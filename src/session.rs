//! Live roast session state

use serde::Serialize;
use std::collections::VecDeque;
use std::time::{Duration, Instant};
use tracing::info;

use crate::types::{LoopState, RoastEvent, RoastPhase, Sample};
use crate::{Result, RoasterError};

/// Trend bookkeeping used by phase detection.
#[derive(Debug, Clone, Default)]
pub(crate) struct TrendState {
    /// Last sample whose temperature differed from its predecessor
    pub reference: Option<Sample>,
    /// Sample preceding the current run of sharp falls
    pub run_start: Option<Sample>,
    pub sharp_falls: u32,
    /// Lowest sample since charge
    pub minimum: Option<Sample>,
    pub rises: u32,
}

/// One monitored roast attempt.
///
/// Exactly one session is live per polling thread. Starting a new roast
/// clears every derived event; phases only move forward
/// (`Idle → Roasting → Cooling → Idle`).
#[derive(Debug, Clone)]
pub struct RoastSession {
    phase: RoastPhase,
    roast_started: Option<Instant>,
    cooling_started: Option<Instant>,
    charge: Option<RoastEvent>,
    turning_point: Option<RoastEvent>,
    history: VecDeque<Sample>,
    history_len: usize,
    /// Every sample of the current roast
    log: Vec<Sample>,
    pub(crate) trend: TrendState,
}

/// Serializable summary of a session.
#[derive(Debug, Clone, PartialEq, Serialize)]
pub struct SessionSnapshot {
    pub phase: RoastPhase,
    pub charge: Option<RoastEvent>,
    pub turning_point: Option<RoastEvent>,
    pub rate_of_rise: Option<f64>,
}

impl RoastSession {
    /// Fresh idle session keeping up to `history_len` samples.
    pub fn new(history_len: usize) -> Self {
        Self {
            phase: RoastPhase::Idle,
            roast_started: None,
            cooling_started: None,
            charge: None,
            turning_point: None,
            history: VecDeque::with_capacity(history_len),
            history_len: history_len.max(2),
            log: Vec::new(),
            trend: TrendState::default(),
        }
    }

    pub fn phase(&self) -> RoastPhase {
        self.phase
    }

    pub fn charge(&self) -> Option<&RoastEvent> {
        self.charge.as_ref()
    }

    pub fn turning_point(&self) -> Option<&RoastEvent> {
        self.turning_point.as_ref()
    }

    /// `Idle → Roasting`. Clears events, history and trend state.
    pub fn begin_roast(&mut self, now: Instant) -> Result<()> {
        self.expect_phase("start a roast", RoastPhase::Idle)?;
        self.phase = RoastPhase::Roasting;
        self.roast_started = Some(now);
        self.cooling_started = None;
        self.charge = None;
        self.turning_point = None;
        self.history.clear();
        self.log.clear();
        self.trend = TrendState::default();
        info!("Roast started");
        Ok(())
    }

    /// `Roasting → Cooling`.
    pub fn begin_cooling(&mut self, now: Instant) -> Result<()> {
        self.expect_phase("stop the roast", RoastPhase::Roasting)?;
        self.phase = RoastPhase::Cooling;
        self.cooling_started = Some(now);
        info!(elapsed = ?self.elapsed(now), "Roast stopped, cooling");
        Ok(())
    }

    /// `Cooling → Idle`. Events stay readable until the next roast starts.
    pub fn finish_cooling(&mut self) -> Result<()> {
        self.expect_phase("finish cooling", RoastPhase::Cooling)?;
        self.phase = RoastPhase::Idle;
        self.roast_started = None;
        self.cooling_started = None;
        info!("Cooling finished");
        Ok(())
    }

    /// Time on the roast clock, while roasting or cooling.
    pub fn elapsed(&self, now: Instant) -> Option<Duration> {
        self.roast_started.map(|started| now.saturating_duration_since(started))
    }

    /// Time spent cooling so far.
    pub fn cooling_elapsed(&self, now: Instant) -> Option<Duration> {
        self.cooling_started.map(|started| now.saturating_duration_since(started))
    }

    /// Append to the rolling window, dropping the oldest sample when full.
    /// The roast log keeps every sample.
    pub fn record(&mut self, sample: Sample) {
        if self.history.len() == self.history_len {
            self.history.pop_front();
        }
        self.history.push_back(sample);
        self.log.push(sample);
    }

    /// Every sample recorded since the roast started, oldest first.
    pub fn roast_log(&self) -> &[Sample] {
        &self.log
    }

    /// Samples in the rolling window, oldest first.
    pub fn recent(&self) -> impl Iterator<Item = &Sample> {
        self.history.iter()
    }

    /// Bean temperature change in °C per minute across the window.
    pub fn rate_of_rise(&self) -> Option<f64> {
        let first = self.history.front()?;
        let last = self.history.back()?;
        let span = last.elapsed.checked_sub(first.elapsed)?;
        if span.is_zero() {
            return None;
        }
        Some((last.bean_temp - first.bean_temp) * 60.0 / span.as_secs_f64())
    }

    pub fn snapshot(&self) -> SessionSnapshot {
        SessionSnapshot {
            phase: self.phase,
            charge: self.charge,
            turning_point: self.turning_point,
            rate_of_rise: self.rate_of_rise(),
        }
    }

    pub(crate) fn set_charge(&mut self, event: RoastEvent) {
        self.charge.get_or_insert(event);
    }

    pub(crate) fn set_turning_point(&mut self, event: RoastEvent) {
        self.turning_point.get_or_insert(event);
    }

    fn expect_phase(&self, operation: &'static str, expected: RoastPhase) -> Result<()> {
        if self.phase == expected {
            Ok(())
        } else {
            Err(RoasterError::invalid_state(operation, LoopState::Polling(self.phase)))
        }
    }
}
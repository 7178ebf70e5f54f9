use std::collections::{HashMap, HashSet};
use std::sync::Arc;

use chrono::{DateTime, Datelike, Days, Duration, NaiveDate, Utc, Weekday};
use sqlx::SqlitePool;
use tracing::{info, warn};

use crate::db::repository;
use crate::error::AppError;
use crate::events::{AchievementEvent, EventSink};
use crate::models::{AchievementUnlock, NewUnlock, Penalty, PenaltyStatus, Task, TaskStatus, User};
use crate::services::catalog::{CATALOG, Trigger};
use crate::services::streak::{self, ACHIEVEMENT_HORIZON_DAYS};

/// Everything a trigger predicate may look at, gathered once per evaluation
/// call rather than once per rule.
pub struct EvalContext<'a> {
    pub user: &'a User,
    pub as_of: NaiveDate,
    /// The evaluated user's tasks only.
    pub tasks: Vec<&'a Task>,
    /// All penalties, every user's. Needed for the weekly-maximum rule.
    pub penalties: &'a [Penalty],
    pub streak: u32,
}

impl<'a> EvalContext<'a> {
    pub fn new(
        user: &'a User,
        all_tasks: &'a [Task],
        penalties: &'a [Penalty],
        as_of: NaiveDate,
    ) -> Self {
        let tasks: Vec<&Task> = all_tasks.iter().filter(|t| t.user_id == user.id).collect();
        let streak = streak::current_streak(&user.id, all_tasks, as_of, ACHIEVEMENT_HORIZON_DAYS);
        Self {
            user,
            as_of,
            tasks,
            penalties,
            streak,
        }
    }

    fn completed(&self) -> impl Iterator<Item = &&'a Task> {
        self.tasks
            .iter()
            .filter(|t| t.status == TaskStatus::Completed)
    }

    fn tasks_on(&self, date: &str) -> Vec<&'a Task> {
        self.tasks
            .iter()
            .filter(|t| t.date == date)
            .copied()
            .collect()
    }

    /// Completion rate for a date, or `None` when nothing was scheduled.
    fn rate_on(&self, date: &str) -> Option<f64> {
        let day = self.tasks_on(date);
        if day.is_empty() {
            return None;
        }
        let done = day
            .iter()
            .filter(|t| t.status == TaskStatus::Completed)
            .count();
        Some(done as f64 / day.len() as f64)
    }

    fn day_fully_completed(&self, date: &str) -> bool {
        self.rate_on(date) == Some(1.0)
    }
}

fn iso(date: NaiveDate) -> String {
    date.format("%Y-%m-%d").to_string()
}

/// Hour from an `HH:MM` time-of-day string.
fn hour_of(task: &Task) -> Option<u32> {
    let time = task.time.as_deref()?;
    time.get(0..2)?.parse().ok()
}

fn completed_on_hour_pred(ctx: &EvalContext, pred: impl Fn(u32) -> bool) -> usize {
    ctx.completed()
        .filter(|t| hour_of(t).is_some_and(&pred))
        .count()
}

/// Completed-task counts per calendar date.
fn completed_per_date<'a>(ctx: &'a EvalContext) -> HashMap<&'a str, usize> {
    let mut counts: HashMap<&str, usize> = HashMap::new();
    for task in ctx.completed() {
        *counts.entry(task.date.as_str()).or_default() += 1;
    }
    counts
}

fn parse_task_date(task: &Task) -> Option<NaiveDate> {
    NaiveDate::parse_from_str(&task.date, "%Y-%m-%d").ok()
}

/// Most recent Saturday on or before `date`.
fn previous_saturday(date: NaiveDate) -> Option<NaiveDate> {
    let back = (date.weekday().num_days_from_monday() + 2) % 7;
    date.checked_sub_days(Days::new(back as u64))
}

/// Monday of the week containing `date`.
fn week_start(date: NaiveDate) -> Option<NaiveDate> {
    date.checked_sub_days(Days::new(date.weekday().num_days_from_monday() as u64))
}

pub fn trigger_met(trigger: &Trigger, ctx: &EvalContext) -> bool {
    match trigger {
        Trigger::PerfectDay => ctx.day_fully_completed(&iso(ctx.as_of)),
        Trigger::PerfectWeekendDay => {
            matches!(ctx.as_of.weekday(), Weekday::Sat | Weekday::Sun)
                && ctx.day_fully_completed(&iso(ctx.as_of))
        }
        Trigger::WeekendRun { weekends } => {
            let Some(first_sat) = previous_saturday(ctx.as_of) else {
                return false;
            };
            (0..*weekends).all(|w| {
                let Some(sat) = first_sat.checked_sub_days(Days::new(7 * w as u64)) else {
                    return false;
                };
                let sun = sat.checked_add_days(Days::new(1));
                let mut scheduled = 0;
                for day in [Some(sat), sun].into_iter().flatten() {
                    if day > ctx.as_of {
                        continue;
                    }
                    let date = iso(day);
                    let day_tasks = ctx.tasks_on(&date);
                    scheduled += day_tasks.len();
                    if !day_tasks.is_empty() && !ctx.day_fully_completed(&date) {
                        return false;
                    }
                }
                scheduled > 0
            })
        }
        Trigger::Streak { days } => ctx.streak >= *days,
        Trigger::CompletedInOneDay { count } => {
            completed_per_date(ctx).values().any(|&n| n >= *count)
        }
        Trigger::TotalCompleted { count } => ctx.completed().count() >= *count,
        Trigger::TotalPoints { points } => ctx.user.points >= *points,
        Trigger::CompletedBeforeHour { hour, count } => {
            completed_on_hour_pred(ctx, |h| h < *hour) >= *count
        }
        Trigger::CompletedAfterHour { hour, count } => {
            completed_on_hour_pred(ctx, |h| h >= *hour) >= *count
        }
        Trigger::AllDoneBeforeNoon => {
            let today = ctx.tasks_on(&iso(ctx.as_of));
            !today.is_empty()
                && today.iter().all(|t| t.status == TaskStatus::Completed)
                && today.iter().all(|t| hour_of(t).is_none_or(|h| h < 12))
        }
        Trigger::CompletedAtExactTime { time } => ctx
            .completed()
            .any(|t| t.time.as_deref() == Some(*time)),
        Trigger::ProofCount { count } => ctx.tasks.iter().filter(|t| t.has_proof()).count() >= *count,
        Trigger::CompletedWithinHours { count, hours } => {
            let mut stamps: Vec<DateTime<Utc>> = ctx
                .completed()
                .filter_map(|t| t.completed_at.as_deref())
                .filter_map(|s| DateTime::parse_from_rfc3339(s).ok())
                .map(|dt| dt.with_timezone(&Utc))
                .collect();
            if stamps.len() < *count {
                return false;
            }
            stamps.sort();
            stamps
                .windows(*count)
                .any(|w| w[w.len() - 1] - w[0] <= Duration::hours(*hours))
        }
        Trigger::SameHourRun { days } => (0..24).any(|hour| {
            (0..*days).all(|i| {
                let Some(day) = ctx.as_of.checked_sub_days(Days::new(i as u64)) else {
                    return false;
                };
                let date = iso(day);
                ctx.completed()
                    .any(|t| t.date == date && hour_of(t) == Some(hour))
            })
        }),
        Trigger::SameTitleRun { days } => {
            let today = iso(ctx.as_of);
            let candidates: HashSet<&str> = ctx
                .completed()
                .filter(|t| t.date == today)
                .map(|t| t.title.as_str())
                .collect();
            candidates.iter().any(|title| {
                (0..*days).all(|i| {
                    let Some(day) = ctx.as_of.checked_sub_days(Days::new(i as u64)) else {
                        return false;
                    };
                    let date = iso(day);
                    ctx.completed()
                        .any(|t| t.date == date && t.title == *title)
                })
            })
        }
        Trigger::OnMonthDay {
            month,
            day,
            min_completed,
        } => completed_per_date(ctx).iter().any(|(date, &n)| {
            n >= *min_completed
                && NaiveDate::parse_from_str(date, "%Y-%m-%d")
                    .is_ok_and(|d| d.month() == *month && d.day() == *day)
        }),
        Trigger::PalindromeDate => ctx.completed().any(|t| {
            let digits: String = t.date.chars().filter(char::is_ascii_digit).collect();
            !digits.is_empty() && digits.chars().rev().collect::<String>() == digits
        }),
        Trigger::LeapDay => ctx
            .completed()
            .filter_map(|t| parse_task_date(t))
            .any(|d| d.month() == 2 && d.day() == 29),
        Trigger::OnDayOfMonth { days } => ctx
            .completed()
            .filter_map(|t| parse_task_date(t))
            .any(|d| days.contains(&d.day())),
        Trigger::Comeback => {
            let Some(yesterday) = ctx.as_of.checked_sub_days(Days::new(1)) else {
                return false;
            };
            match (ctx.rate_on(&iso(yesterday)), ctx.rate_on(&iso(ctx.as_of))) {
                (Some(prior), Some(current)) => prior < 0.5 && current == 1.0,
                _ => false,
            }
        }
        Trigger::MostPenaltiesThisWeek { min_count } => {
            let Some(start) = week_start(ctx.as_of) else {
                return false;
            };
            let Some(end) = start.checked_add_days(Days::new(6)) else {
                return false;
            };
            let (start, end) = (iso(start), iso(end));

            let mut per_user: HashMap<&str, usize> = HashMap::new();
            for penalty in ctx.penalties {
                if penalty.status == PenaltyStatus::Pending
                    && penalty.date.as_str() >= start.as_str()
                    && penalty.date.as_str() <= end.as_str()
                {
                    *per_user.entry(penalty.from_user_id.as_str()).or_default() += 1;
                }
            }

            let max = per_user.values().copied().max().unwrap_or(0);
            max >= *min_count && per_user.get(ctx.user.id.as_str()) == Some(&max)
        }
    }
}

/// Scans the catalog for a user and persists any newly earned unlocks.
///
/// Callers fire this in the background of the user action that triggered it;
/// failures are theirs to log, never to surface.
pub struct AchievementService {
    db: SqlitePool,
    events: Arc<dyn EventSink>,
}

impl AchievementService {
    pub fn new(db: SqlitePool, events: Arc<dyn EventSink>) -> Self {
        Self { db, events }
    }

    /// Evaluate every catalog rule for `user_id` as of `date` and return the
    /// unlocks created by this call.
    ///
    /// History and the existing unlock set are loaded once up front; rules
    /// already unlocked are skipped without touching their predicate, which
    /// makes repeat calls idempotent by construction.
    pub async fn evaluate_all(
        &self,
        user_id: &str,
        date: &str,
    ) -> Result<Vec<AchievementUnlock>, AppError> {
        let as_of = NaiveDate::parse_from_str(date, "%Y-%m-%d")
            .map_err(|_| AppError::BadRequest(format!("invalid date: {}", date)))?;

        let users = repository::fetch_users(&self.db).await?;
        let Some(user) = users.iter().find(|u| u.id == user_id) else {
            warn!("skipping achievement evaluation for unknown user {}", user_id);
            return Ok(Vec::new());
        };

        let tasks = repository::fetch_tasks(&self.db).await?;
        let penalties = repository::fetch_penalties(&self.db).await?;
        let existing = repository::fetch_unlocks_for_user(&self.db, user_id).await?;
        let unlocked: HashSet<&str> = existing.iter().map(|u| u.achievement_id.as_str()).collect();

        let ctx = EvalContext::new(user, &tasks, &penalties, as_of);

        let mut newly = Vec::new();
        for def in CATALOG {
            if unlocked.contains(def.key) {
                continue;
            }
            if !trigger_met(&def.trigger, &ctx) {
                continue;
            }

            // The unique (user, key) index makes this a conditional write;
            // a concurrent evaluator losing the race simply gets None back.
            let inserted = repository::insert_unlock(
                &self.db,
                NewUnlock {
                    user_id: user.id.clone(),
                    achievement_id: def.key.to_string(),
                    title: def.title.to_string(),
                    description: def.description.to_string(),
                    icon: def.icon.to_string(),
                    points: def.points,
                },
            )
            .await?;

            if let Some(unlock) = inserted {
                info!("{} unlocked {}", user.name, unlock.achievement_id);
                let event = AchievementEvent {
                    achievement: unlock.clone(),
                    user: user.clone(),
                };
                if let Err(e) = self.events.emit(event).await {
                    warn!("achievement notification failed: {}", e);
                }
                newly.push(unlock);
            }
        }

        Ok(newly)
    }
}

:::

Copy exactly the lines from the top of the entries through the line with "pub(crate) struct TrendState" in it, please, keeping both ends and adding nothing.

* **RESULT OF THE EXERCISE**
filename src/session.rs
//! Live roast session state

use serde::Serialize;
use std::collections::VecDeque;
use std::time::{Duration, Instant};
use tracing::info;

use crate::types::{LoopState, RoastEvent, RoastPhase, Sample};
use crate::{Result, RoasterError};

/// Trend bookkeeping used by phase detection.
#[derive(Debug, Clone, Default)]
pub(crate) struct TrendState {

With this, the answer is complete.